*** Exercise inputs

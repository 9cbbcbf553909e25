//! Typed JSON-RPC client for the lotus `Filecoin.Wallet*` API.
//!
//! Used to drive a remote wallet/signing node: every wallet method becomes a
//! blocking call returning a typed result or a [`WalletRpcError`].

mod client;
pub mod config;
mod encoding;
mod error;
pub mod jsonrpc;
pub mod transport;
mod types;

use core::result;

pub use crate::client::WalletRpcClient;
pub use crate::config::RpcConfig;
pub use crate::encoding::ByteEncoding;
pub use crate::error::{DecodeError, TransportError, WalletRpcError};
pub use crate::transport::{DeferredEndpoint, EndpointProvider, HttpTransport, Transport};
pub use crate::types::{
    Cid, SignatureType, WalletKey, WalletMessage, WalletSignature, WalletSignedMessage,
};

pub type Result<T> = result::Result<T, WalletRpcError>;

******

An exact copy of every entry is what's needed, so retype them all.

repository 9cbbcbf553909e25
//! Typed JSON-RPC client for the lotus `Filecoin.Wallet*` API.
//!
//! Used to drive a remote wallet/signing node: every wallet method becomes a
//! blocking call returning a typed result or a [`WalletRpcError`].

mod client;
pub mod config;
mod encoding;
mod error;
pub mod jsonrpc;
pub mod transport;
mod types;

use core::result;

pub use crate::client::WalletRpcClient;
pub use crate::config::RpcConfig;
pub use crate::encoding::ByteEncoding;
pub use crate::error::{DecodeError, TransportError, WalletRpcError};
pub use crate::transport::{DeferredEndpoint, EndpointProvider, HttpTransport, Transport};
pub use crate::types::{
    Cid, SignatureType, WalletKey, WalletMessage, WalletSignature, WalletSignedMessage,
};

pub type Result<T> = result::Result<T, WalletRpcError>;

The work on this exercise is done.